So, some of my most vivid creative experiences are from lucid dreams. On and off again, I find myself able to sort of enter god mode when I'm dreaming, and literally the world becomes my playground. Think Inception. The scenery, characters, physics, everything, becomes mine to toy with.
Lucid dreaming is awesome- lucid dreaming is also difficult.
There are many methods about lucid dreaming, but the one that works best for me is simply to train your mind to recognize dreams, because once you realize lucid dreaming tends to come naturally. How can you recognize a dream? Here are a few easy tips:
Start asking yourself multiple times per day "How did I get here?". Dreams almost never include travel.
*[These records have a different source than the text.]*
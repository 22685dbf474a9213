use std::sync::LazyLock;

use regex::Regex;
use serde::{Deserialize, Serialize};

use crate::error::{Error, Result};

static RE_BELOW: LazyLock<Regex> = LazyLock::new(|| Regex::new(r"^\.\.(-?\d+)$").unwrap());
static RE_RANGE: LazyLock<Regex> =
    LazyLock::new(|| Regex::new(r"^(-?\d+)\.\.(-?\d+)$").unwrap());
static RE_FROM: LazyLock<Regex> = LazyLock::new(|| Regex::new(r"^(-?\d+)\.\.$").unwrap());
static RE_SINGLE: LazyLock<Regex> = LazyLock::new(|| Regex::new(r"^(-?\d+)$").unwrap());

/// Column spec used when a report request names none.
pub const DEFAULT_COLUMNS: &str = "..-10,-10..-5,-5..-2,-2,-1,0,1,2..5,5..10,10..";

/// One report column: the half-open age interval `[lower_limit, upper_limit)`.
///
/// `i32::MIN` as lower limit and `i32::MAX` as upper limit mean "unbounded".
#[derive(Debug, Clone, PartialEq, Eq, Hash, Serialize, Deserialize)]
pub struct ColumnHeader {
    pub lower_limit: i32,
    pub upper_limit: i32,
    pub display_name: String,
}

impl ColumnHeader {
    pub fn new(lower_limit: i32, upper_limit: i32) -> Self {
        let display_name = display_for(lower_limit, upper_limit);
        Self {
            lower_limit,
            upper_limit,
            display_name,
        }
    }

    /// `[MIN, upper)`: catches everything below `upper`.
    pub fn below(upper_limit: i32) -> Self {
        Self::new(i32::MIN, upper_limit)
    }

    /// `[lower, MAX)`: catches everything from `lower` on.
    pub fn at_least(lower_limit: i32) -> Self {
        Self::new(lower_limit, i32::MAX)
    }

    /// `[day, day + 1)`
    pub fn single(day: i32) -> Self {
        Self::new(day, day.saturating_add(1))
    }

    pub fn with_display_name(mut self, name: impl Into<String>) -> Self {
        self.display_name = name.into();
        self
    }

    pub fn is_unbounded_below(&self) -> bool {
        self.lower_limit == i32::MIN
    }

    pub fn is_unbounded_above(&self) -> bool {
        self.upper_limit == i32::MAX
    }

    /// Lower bound, `None` when unbounded.
    pub fn lower(&self) -> Option<i32> {
        (!self.is_unbounded_below()).then_some(self.lower_limit)
    }

    /// Exclusive upper bound, `None` when unbounded.
    pub fn upper(&self) -> Option<i32> {
        (!self.is_unbounded_above()).then_some(self.upper_limit)
    }

    /// Whether `age` falls into this column.
    pub fn fits(&self, age: i32) -> bool {
        self.lower().map_or(true, |lo| age >= lo) && self.upper().map_or(true, |hi| age < hi)
    }

    fn validate(&self) -> Result<()> {
        if self.lower_limit >= self.upper_limit {
            return Err(Error::invalid(format!(
                "column header '{}' has lower limit {} >= upper limit {}",
                self.display_name, self.lower_limit, self.upper_limit
            )));
        }
        Ok(())
    }
}

fn display_for(lower: i32, upper: i32) -> String {
    match (lower, upper) {
        (i32::MIN, i32::MAX) => "..".to_string(),
        (i32::MIN, hi) => format!("..{hi}"),
        (lo, i32::MAX) => format!("{lo}.."),
        (lo, hi) if hi == lo.saturating_add(1) => format!("{lo}"),
        (lo, hi) => format!("{lo}..{hi}"),
    }
}

/// Check that a header list is present and every interval is non-empty.
pub fn validate_headers(headers: &[ColumnHeader]) -> Result<()> {
    if headers.is_empty() {
        return Err(Error::invalid("column headers must not be empty"));
    }
    headers.iter().try_for_each(ColumnHeader::validate)
}

/// Parse a comma-separated column spec.
///
/// Tokens:
/// - `..N`: everything below `N`
/// - `A..B`: `[A, B)`
/// - `A..`: `A` and above
/// - `N`: exactly `N`
///
/// Each token doubles as the column's display name.
pub fn parse_columns(spec: &str) -> Result<Vec<ColumnHeader>> {
    let headers = spec
        .split(',')
        .map(str::trim)
        .filter(|t| !t.is_empty())
        .map(parse_column)
        .collect::<Result<Vec<_>>>()?;
    validate_headers(&headers)?;
    Ok(headers)
}

fn parse_column(token: &str) -> Result<ColumnHeader> {
    let num = |s: &str| {
        s.parse::<i32>()
            .map_err(|_| Error::invalid(format!("column limit out of range: {s}")))
    };

    let header = if let Some(caps) = RE_BELOW.captures(token) {
        ColumnHeader::below(num(&caps[1])?)
    } else if let Some(caps) = RE_RANGE.captures(token) {
        ColumnHeader::new(num(&caps[1])?, num(&caps[2])?)
    } else if let Some(caps) = RE_FROM.captures(token) {
        ColumnHeader::at_least(num(&caps[1])?)
    } else if let Some(caps) = RE_SINGLE.captures(token) {
        ColumnHeader::single(num(&caps[1])?)
    } else {
        return Err(Error::invalid(format!("unrecognized column: {token}")));
    };
    Ok(header.with_display_name(token))
}

/// The built-in column set.
pub fn default_columns() -> Vec<ColumnHeader> {
    parse_columns(DEFAULT_COLUMNS).unwrap_or_default()
}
If you're at your granny's house but you don't remember arriving, you might be dreaming! Once asking the question becomes habit, you'll do it even in the dream.
Check for your phone, ring, necklace- any item you always have on you. Chances are your dream self forgot to put on the ring. Upon realizing that you aren't wearing it, you might snap into lucid mode.
Review how you met everyone whenever you see them. When you get to a dream, you might realize you don't know how you met this person who is now your best friend.
Stop and think! Get in the habit of clearing your mind regularly. In a dream, this sudden clarity might make you realize that something funny is going on.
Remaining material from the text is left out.